## WHAT IS REQUIRED
Reproduce every record precisely, leaving no line out.

## INFORMATION SUPPLIED

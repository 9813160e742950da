use std::time::Duration;

use leptos::{logging, set_timeout};
#[cfg(target_arch = "wasm32")]
use wasm_bindgen::JsCast;

use crate::{
    model::{PointerPosition, WindowId, WindowRect, WindowType},
    reducer::DesktopAction,
    runtime_context::DesktopRuntimeContext,
    timer::TimerToken,
};

#[cfg(target_arch = "wasm32")]
use super::{LAUNCHER_BUTTON_DOM_ID, WINDOW_LAYER_DOM_ID};

pub(super) fn start_timer(runtime: DesktopRuntimeContext, token: TimerToken, delay_ms: u32) {
    set_timeout(
        move || runtime.dispatch_action(DesktopAction::TimerElapsed(token)),
        Duration::from_millis(u64::from(delay_ms)),
    );
}

pub(super) fn reload_content(window_id: WindowId, url: &str) {
    #[cfg(target_arch = "wasm32")]
    {
        let Some(frame) = web_sys::window()
            .and_then(|w| w.document())
            .and_then(|d| d.get_element_by_id(&window_id.frame_dom_id()))
            .and_then(|el| el.dyn_into::<web_sys::HtmlIFrameElement>().ok())
        else {
            logging::warn!("reload skipped: no frame for window {}", window_id.0);
            return;
        };
        frame.set_src(url);
    }
    #[cfg(not(target_arch = "wasm32"))]
    {
        logging::log!("reload window {} -> {url}", window_id.0);
    }
}

#[cfg(target_arch = "wasm32")]
fn element_rect(dom_id: &str) -> Option<web_sys::DomRect> {
    web_sys::window()
        .and_then(|w| w.document())
        .and_then(|d| d.get_element_by_id(dom_id))
        .map(|el| el.get_bounding_client_rect())
}

pub(super) fn desktop_viewport_rect(taskbar_height_px: i32) -> WindowRect {
    #[cfg(target_arch = "wasm32")]
    {
        if let Some(layer) = element_rect(WINDOW_LAYER_DOM_ID) {
            if layer.width() > 0.0 && layer.height() > 0.0 {
                return WindowRect {
                    x: 0,
                    y: 0,
                    w: layer.width() as i32,
                    h: layer.height() as i32,
                };
            }
        }

        if let Some(window) = web_sys::window() {
            let width = window
                .inner_width()
                .ok()
                .and_then(|value| value.as_f64())
                .map(|value| value as i32)
                .unwrap_or(1024);
            let height = window
                .inner_height()
                .ok()
                .and_then(|value| value.as_f64())
                .map(|value| value as i32)
                .unwrap_or(768);

            return WindowRect {
                x: 0,
                y: 0,
                w: width.max(320),
                h: (height - taskbar_height_px).max(220),
            };
        }
    }

    WindowRect {
        x: 0,
        y: 0,
        w: 1024,
        h: 768 - taskbar_height_px,
    }
}

pub(super) fn launcher_anchor() -> Option<PointerPosition> {
    #[cfg(target_arch = "wasm32")]
    {
        let launcher = element_rect(LAUNCHER_BUTTON_DOM_ID)?;
        let (origin_x, origin_y) = element_rect(WINDOW_LAYER_DOM_ID)
            .map(|layer| (layer.left(), layer.top()))
            .unwrap_or((0.0, 0.0));
        Some(PointerPosition {
            x: (launcher.left() + launcher.width() / 2.0 - origin_x).round() as i32,
            y: (launcher.top() + launcher.height() / 2.0 - origin_y).round() as i32,
        })
    }
    #[cfg(not(target_arch = "wasm32"))]
    {
        None
    }
}

pub(super) fn icon_under_pointer(client_x: i32, client_y: i32) -> Option<WindowType> {
    #[cfg(target_arch = "wasm32")]
    {
        let document = web_sys::window().and_then(|w| w.document())?;
        let hit = document.element_from_point(client_x as f32, client_y as f32)?;
        let icon = hit.closest(".desktop-icon[data-window-type]").ok()??;
        icon.get_attribute("data-window-type").map(WindowType::from)
    }
    #[cfg(not(target_arch = "wasm32"))]
    {
        let _ = (client_x, client_y);
        None
    }
}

## ANSWER BOX
repository 9813160e742950da
use std::time::Duration;

use leptos::{logging, set_timeout};
#[cfg(target_arch = "wasm32")]
use wasm_bindgen::JsCast;

use crate::{
    model::{PointerPosition, WindowId, WindowRect, WindowType},
    reducer::DesktopAction,
    runtime_context::DesktopRuntimeContext,
    timer::TimerToken,
};

#[cfg(target_arch = "wasm32")]
use super::{LAUNCHER_BUTTON_DOM_ID, WINDOW_LAYER_DOM_ID};

pub(super) fn start_timer(runtime: DesktopRuntimeContext, token: TimerToken, delay_ms: u32) {
    set_timeout(
        move || runtime.dispatch_action(DesktopAction::TimerElapsed(token)),
        Duration::from_millis(u64::from(delay_ms)),
    );
}

pub(super) fn reload_content(window_id: WindowId, url: &str) {
    #[cfg(target_arch = "wasm32")]
    {
        let Some(frame) = web_sys::window()
            .and_then(|w| w.document())
            .and_then(|d| d.get_element_by_id(&window_id.frame_dom_id()))
            .and_then(|el| el.dyn_into::<web_sys::HtmlIFrameElement>().ok())
        else {
            logging::warn!("reload skipped: no frame for window {}", window_id.0);
            return;
        };
        frame.set_src(url);
    }
    #[cfg(not(target_arch = "wasm32"))]
    {
        logging::log!("reload window {} -> {url}", window_id.0);
    }
}

#[cfg(target_arch = "wasm32")]
fn element_rect(dom_id: &str) -> Option<web_sys::DomRect> {
    web_sys::window()
        .and_then(|w| w.document())
        .and_then(|d| d.get_element_by_id(dom_id))
        .map(|el| el.get_bounding_client_rect())
}

pub(super) fn desktop_viewport_rect(taskbar_height_px: i32) -> WindowRect {
    #[cfg(target_arch = "wasm32")]
    {
        if let Some(layer) = element_rect(WINDOW_LAYER_DOM_ID) {
            if layer.width() > 0.0 && layer.height() > 0.0 {
                return WindowRect {
                    x: 0,
                    y: 0,
                    w: layer.width() as i32,
                    h: layer.height() as i32,
                };
            }
        }

        if let Some(window) = web_sys::window() {
            let width = window
                .inner_width()
                .ok()
                .and_then(|value| value.as_f64())
                .map(|value| value as i32)
                .unwrap_or(1024);
            let height = window
                .inner_height()
                .ok()
                .and_then(|value| value.as_f64())
                .map(|value| value as i32)
                .unwrap_or(768);

            return WindowRect {
                x: 0,
                y: 0,
                w: width.max(320),
                h: (height - taskbar_height_px).max(220),
            };
        }
    }

    WindowRect {
        x: 0,
        y: 0,
        w: 1024,
        h: 768 - taskbar_height_px,
    }
}

pub(super) fn launcher_anchor() -> Option<PointerPosition> {
    #[cfg(target_arch = "wasm32")]
    {
        let launcher = element_rect(LAUNCHER_BUTTON_DOM_ID)?;
        let (origin_x, origin_y) = element_rect(WINDOW_LAYER_DOM_ID)
            .map(|layer| (layer.left(), layer.top()))
            .unwrap_or((0.0, 0.0));
        Some(PointerPosition {
            x: (launcher.left() + launcher.width() / 2.0 - origin_x).round() as i32,
            y: (launcher.top() + launcher.height() / 2.0 - origin_y).round() as i32,
        })
    }
    #[cfg(not(target_arch = "wasm32"))]
    {
        None
    }
}

pub(super) fn icon_under_pointer(client_x: i32, client_y: i32) -> Option<WindowType> {
    #[cfg(target_arch = "wasm32")]
    {
        let document = web_sys::window().and_then(|w| w.document())?;
        let hit = document.element_from_point(client_x as f32, client_y as f32)?;
        let icon = hit.closest(".desktop-icon[data-window-type]").ok()??;
        icon.get_attribute("data-window-type").map(WindowType::from)
    }
    #[cfg(not(target_arch = "wasm32"))]
    {
        let _ = (client_x, client_y);
        None
    }
}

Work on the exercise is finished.